Am heißen Nachmittag ein paar Tage später ein ähnliches Bild. Eine Familie – bepackt mit Sonnenschirm, Luftmatratze und Kühlbox – läuft im Gänsemarsch einen Trampelpfad zum Seeufer entlang. Vorbei an achtlos weggeworfenem Müll, Glasscherben und menschlichen Exkrementen. Dort hängt ein Kondom im Busch. Andere beratschlagen am Zaun des Kieswerks direkt neben dem Schild, welches das Betreten verbietet und mit einer Anzeige wegen Hausfriedenbruchs droht.

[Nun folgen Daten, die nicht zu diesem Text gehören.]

//! Authorization service: discovery, flow presentation, and endpoint calls
//!
//! [`AuthorizationService`] turns requests into HTTP exchanges over an
//! injected [`HttpTransport`] and turns the outcomes into typed responses or
//! errors:
//!
//! - transport failures become [`OAuthError::Network`];
//! - a status of 400 or above with an OAuth `error` body becomes
//!   [`OAuthError::OAuth`] for the endpoint in question;
//! - any other non-2xx status becomes [`OAuthError::Server`];
//! - a 2xx with a malformed body becomes the endpoint's construction error.
//!
//! # Examples
//!
//! ```no_run
//! use std::sync::Arc;
//! use url::Url;
//! use oauthkit::service::AuthorizationService;
//! use oauthkit::transport::ReqwestTransport;
//!
//! # async fn example() -> oauthkit::error::Result<()> {
//! let service = AuthorizationService::new(Arc::new(ReqwestTransport::new()));
//! let issuer = Url::parse("https://accounts.example.com").unwrap();
//! let configuration = service.discover_for_issuer(&issuer).await?;
//! println!("token endpoint: {}", configuration.token_endpoint());
//! # Ok(())
//! # }
//! ```

use std::sync::Arc;

use chrono::Utc;
use url::Url;

use crate::authorization::{AuthorizationRequest, AuthorizationResponse};
use crate::codec;
use crate::discovery::{discovery_url_for_issuer, ServiceConfiguration, ServiceDiscovery};
use crate::end_session::EndSessionRequest;
use crate::error::{OAuthEndpoint, OAuthError, OAuthErrorResponse, Result};
use crate::id_token::IdToken;
use crate::registration::{RegistrationRequest, RegistrationResponse};
use crate::token::{TokenRequest, TokenResponse};
use crate::transport::{HttpRequest, HttpResponse, HttpTransport, ReqwestTransport};
use crate::user_agent::{
    ExternalUserAgent, ExternalUserAgentSession, SessionCompletion, UserAgentFlow,
};

/// A started interactive flow: the session, for resume and cancel, and the
/// future of its outcome.
pub type PresentedFlow<F> = (
    Arc<ExternalUserAgentSession<F>>,
    SessionCompletion<<F as UserAgentFlow>::Response>,
);

/// Orchestrates protocol exchanges with one transport.
#[derive(Debug, Clone)]
pub struct AuthorizationService {
    transport: Arc<dyn HttpTransport>,
}

impl Default for AuthorizationService {
    fn default() -> Self {
        Self::new(Arc::new(ReqwestTransport::new()))
    }
}

impl AuthorizationService {
    /// Creates a service over `transport`.
    pub fn new(transport: Arc<dyn HttpTransport>) -> Self {
        Self { transport }
    }

    /// The injected transport.
    pub fn transport(&self) -> &Arc<dyn HttpTransport> {
        &self.transport
    }

    /// Fetches `{issuer}/.well-known/openid-configuration` and builds the
    /// configuration from it.
    ///
    /// # Errors
    ///
    /// See [`Self::discover`].
    pub async fn discover_for_issuer(&self, issuer: &Url) -> Result<ServiceConfiguration> {
        self.discover(&discovery_url_for_issuer(issuer)).await
    }

    /// Fetches a discovery document and builds the configuration from it.
    ///
    /// # Errors
    ///
    /// - [`OAuthError::Network`] when the document cannot be fetched.
    /// - [`OAuthError::Server`] for a non-2xx status.
    /// - [`OAuthError::InvalidDiscoveryDocument`] when the document lacks a
    ///   required endpoint or is not JSON.
    pub async fn discover(&self, discovery_url: &Url) -> Result<ServiceConfiguration> {
        tracing::debug!(url = %discovery_url, "fetching discovery document");
        let response = self
            .transport
            .execute(HttpRequest::get(discovery_url.clone()))
            .await?;

        if !response.is_success() {
            return Err(OAuthError::Server {
                status: response.status,
                body: response.text(),
            });
        }

        let discovery = ServiceDiscovery::from_slice(&response.body)?;
        tracing::info!(
            issuer = discovery.issuer.as_ref().map(Url::as_str).unwrap_or("<none>"),
            "discovered provider configuration"
        );
        Ok(ServiceConfiguration::from_discovery(discovery))
    }

    /// Starts an authorization request through `agent`.
    ///
    /// The returned completion resolves to the state-checked response, or to
    /// the authorization endpoint error, cancellation, or presentation
    /// failure that ended the flow.
    pub async fn present_authorization_request(
        &self,
        request: AuthorizationRequest,
        agent: Arc<dyn ExternalUserAgent>,
    ) -> Result<PresentedFlow<AuthorizationRequest>> {
        present(request, agent).await
    }

    /// Starts an end-session (logout) request through `agent`.
    pub async fn present_end_session_request(
        &self,
        request: EndSessionRequest,
        agent: Arc<dyn ExternalUserAgent>,
    ) -> Result<PresentedFlow<EndSessionRequest>> {
        present(request, agent).await
    }

    /// Performs a token request.
    ///
    /// When the response carries an ID token it is decoded and validated
    /// against the configuration's issuer, the request's client id, and the
    /// nonce of `authorization_response`'s request, if given.
    ///
    /// # Errors
    ///
    /// - [`OAuthError::Network`] / [`OAuthError::Server`] for HTTP failures.
    /// - [`OAuthError::OAuth`] for a token endpoint error.
    /// - [`OAuthError::TokenResponseConstruction`] for a malformed 2xx body.
    /// - [`OAuthError::IdTokenParsing`] / [`OAuthError::IdTokenValidation`]
    ///   for a bad ID token.
    pub async fn perform_token_request(
        &self,
        request: &TokenRequest,
        authorization_response: Option<&AuthorizationResponse>,
    ) -> Result<TokenResponse> {
        tracing::debug!(grant_type = %request.grant_type(), "performing token request");
        let response = self.transport.execute(request.http_request()).await?;
        let received_at = Utc::now();
        check_status(&response, OAuthEndpoint::Token)?;

        let token_response = TokenResponse::from_json(request.clone(), &response.body, received_at)?;

        if let Some(raw) = token_response.id_token() {
            let id_token = IdToken::parse(raw)?;
            let issuer = request.configuration().issuer().ok_or_else(|| {
                OAuthError::IdTokenValidation(
                    "configuration has no issuer to validate against".to_string(),
                )
            })?;
            let nonce = authorization_response.and_then(|r| r.request().nonce());
            id_token.validate(issuer, request.client_id(), nonce, Utc::now())?;
        }

        tracing::info!(grant_type = %request.grant_type(), "token request succeeded");
        Ok(token_response)
    }

    /// Performs a dynamic client registration.
    ///
    /// # Errors
    ///
    /// - [`OAuthError::Configuration`] when the provider has no registration
    ///   endpoint.
    /// - [`OAuthError::Network`] / [`OAuthError::Server`] for HTTP failures.
    /// - [`OAuthError::OAuth`] for a registration endpoint error.
    /// - [`OAuthError::RegistrationResponseConstruction`] for a malformed
    ///   2xx body.
    pub async fn perform_registration_request(
        &self,
        request: &RegistrationRequest,
    ) -> Result<RegistrationResponse> {
        let response = self.transport.execute(request.http_request()?).await?;
        check_status(&response, OAuthEndpoint::Registration)?;

        let registration = RegistrationResponse::from_json(request.clone(), &response.body)?;
        tracing::info!(client_id = registration.client_id(), "client registered");
        Ok(registration)
    }
}

async fn present<F: UserAgentFlow>(flow: F, agent: Arc<dyn ExternalUserAgent>) -> Result<PresentedFlow<F>> {
    let (session, completion) = ExternalUserAgentSession::new(flow);
    session.start(agent).await?;
    Ok((session, completion))
}

/// Maps a non-2xx response to an error.
fn check_status(response: &HttpResponse, endpoint: OAuthEndpoint) -> Result<()> {
    if response.is_success() {
        return Ok(());
    }

    if response.status >= 400 {
        if let Ok(map) = codec::decode_json_object(&response.body) {
            if let Some(error) = OAuthErrorResponse::from_json(endpoint, &map) {
                tracing::warn!(%endpoint, code = %error.code, "endpoint returned OAuth error");
                return Err(OAuthError::OAuth(error));
            }
        }
    }

    tracing::warn!(%endpoint, status = response.status, "endpoint returned HTTP failure");
    Err(OAuthError::Server {
        status: response.status,
        body: response.text(),
    })
}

Soll man herüberklettern, um an das so verlockende Sandufer zu gelangen? Man vertagt das Vorhaben auf später. Auf dem See schwimmt derweil ein gelbes Schlauchboot – Kinder toben drum herum.

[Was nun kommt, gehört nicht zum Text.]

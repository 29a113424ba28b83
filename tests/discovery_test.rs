//! Discovery integration tests using wiremock
//!
//! Verifies `AuthorizationService::discover_for_issuer` against a mock
//! provider over the real HTTP transport.

mod common;

use url::Url;
use wiremock::matchers::{method, path};
use wiremock::{Mock, MockServer, ResponseTemplate};

use oauthkit::OAuthError;

#[tokio::test]
async fn test_discover_for_issuer_builds_configuration() {
    let server = MockServer::start().await;
    let base_url = server.uri();

    Mock::given(method("GET"))
        .and(path("/.well-known/openid-configuration"))
        .respond_with(ResponseTemplate::new(200).set_body_json(common::discovery_body(&base_url)))
        .expect(1)
        .mount(&server)
        .await;

    let issuer = Url::parse(&base_url).unwrap();
    let configuration = common::http_service()
        .discover_for_issuer(&issuer)
        .await
        .expect("discovery must succeed");

    assert_eq!(
        configuration.token_endpoint().as_str(),
        format!("{}/token", base_url)
    );
    assert_eq!(configuration.issuer(), Some(&issuer));
    assert!(configuration.registration_endpoint().is_some());
    assert!(configuration.end_session_endpoint().is_some());

    let discovery = configuration.discovery().expect("discovery document kept");
    assert_eq!(
        discovery.code_challenge_methods_supported.as_deref(),
        Some(&["S256".to_string()][..])
    );
    assert!(oauthkit::pkce::verify_s256_support(discovery).is_ok());
}

#[tokio::test]
async fn test_discover_for_issuer_with_path_appends_well_known() {
    let server = MockServer::start().await;
    let tenant = format!("{}/tenant-a", server.uri());

    Mock::given(method("GET"))
        .and(path("/tenant-a/.well-known/openid-configuration"))
        .respond_with(ResponseTemplate::new(200).set_body_json(common::discovery_body(&tenant)))
        .expect(1)
        .mount(&server)
        .await;

    let issuer = Url::parse(&format!("{}/", tenant)).unwrap();
    let result = common::http_service().discover_for_issuer(&issuer).await;
    assert!(result.is_ok(), "got: {:?}", result.err());
}

#[tokio::test]
async fn test_discovery_missing_token_endpoint_is_invalid_document() {
    let server = MockServer::start().await;
    let mut body = common::discovery_body(&server.uri());
    body.as_object_mut().unwrap().remove("token_endpoint");

    Mock::given(method("GET"))
        .and(path("/.well-known/openid-configuration"))
        .respond_with(ResponseTemplate::new(200).set_body_json(body))
        .mount(&server)
        .await;

    let issuer = Url::parse(&server.uri()).unwrap();
    let err = common::http_service()
        .discover_for_issuer(&issuer)
        .await
        .unwrap_err();

    assert!(
        matches!(err, OAuthError::InvalidDiscoveryDocument(_)),
        "expected InvalidDiscoveryDocument, got {err:?}"
    );
}

#[tokio::test]
async fn test_discovery_not_json_is_invalid_document() {
    let server = MockServer::start().await;

    Mock::given(method("GET"))
        .and(path("/.well-known/openid-configuration"))
        .respond_with(ResponseTemplate::new(200).set_body_string("<html>hello</html>"))
        .mount(&server)
        .await;

    let issuer = Url::parse(&server.uri()).unwrap();
    let err = common::http_service()
        .discover_for_issuer(&issuer)
        .await
        .unwrap_err();
    assert!(matches!(err, OAuthError::InvalidDiscoveryDocument(_)));
}

#[tokio::test]
async fn test_discovery_http_failure_is_server_error() {
    let server = MockServer::start().await;

    Mock::given(method("GET"))
        .and(path("/.well-known/openid-configuration"))
        .respond_with(ResponseTemplate::new(404).set_body_string("not found"))
        .mount(&server)
        .await;

    let issuer = Url::parse(&server.uri()).unwrap();
    let err = common::http_service()
        .discover_for_issuer(&issuer)
        .await
        .unwrap_err();

    match err {
        OAuthError::Server { status, body } => {
            assert_eq!(status, 404);
            assert_eq!(body, "not found");
        }
        other => panic!("expected Server error, got {other:?}"),
    }
}

#[tokio::test]
async fn test_discovery_unreachable_is_network_error() {
    // Bind and drop a listener to get a port nothing listens on.
    let port = {
        let listener = std::net::TcpListener::bind("127.0.0.1:0").unwrap();
        listener.local_addr().unwrap().port()
    };
    let issuer = Url::parse(&format!("http://127.0.0.1:{port}")).unwrap();

    let err = common::http_service()
        .discover_for_issuer(&issuer)
        .await
        .unwrap_err();
    assert!(matches!(err, OAuthError::Network(_)), "got {err:?}");
    assert!(!err.is_terminal());
}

Warnschilder werden ignoriert
Baden ist überall verboten an der Erlache, ebenso wie Zelten und Feuer machen. Doch im Sommer scheinen die Warn- und Verbotsschilder nur Deko-Charakter zu haben. Keiner schert sich drum. Zum Leiden der Flora, Fauna und der Angler. Rainer Hennings steht am Zaun der Hütte des Angelvereins Bensheim und Umgebung und beobachtet das Treiben. Er ist Kreisfischereiberater und Fischerei-Aufseher des Kreises. Er kennt seine Pappenheimer.
KEINE ZERKARIEN AN DER ERLACHE
Auch wenn Nilgänse, Kanadagänse und Co. ihre Kreise auf der Erlache ziehen – einen Zerkarienbefall wie etwa im Darmstädter Woog gibt es hier derzeit nicht. Das liegt vor allem daran, dass die Wasservögel zum Weiden auf die Wiesen und Felder fliegen, die weit vom Seeufer entfernt liegen. Auf dem See übernachten sie hauptsächlich.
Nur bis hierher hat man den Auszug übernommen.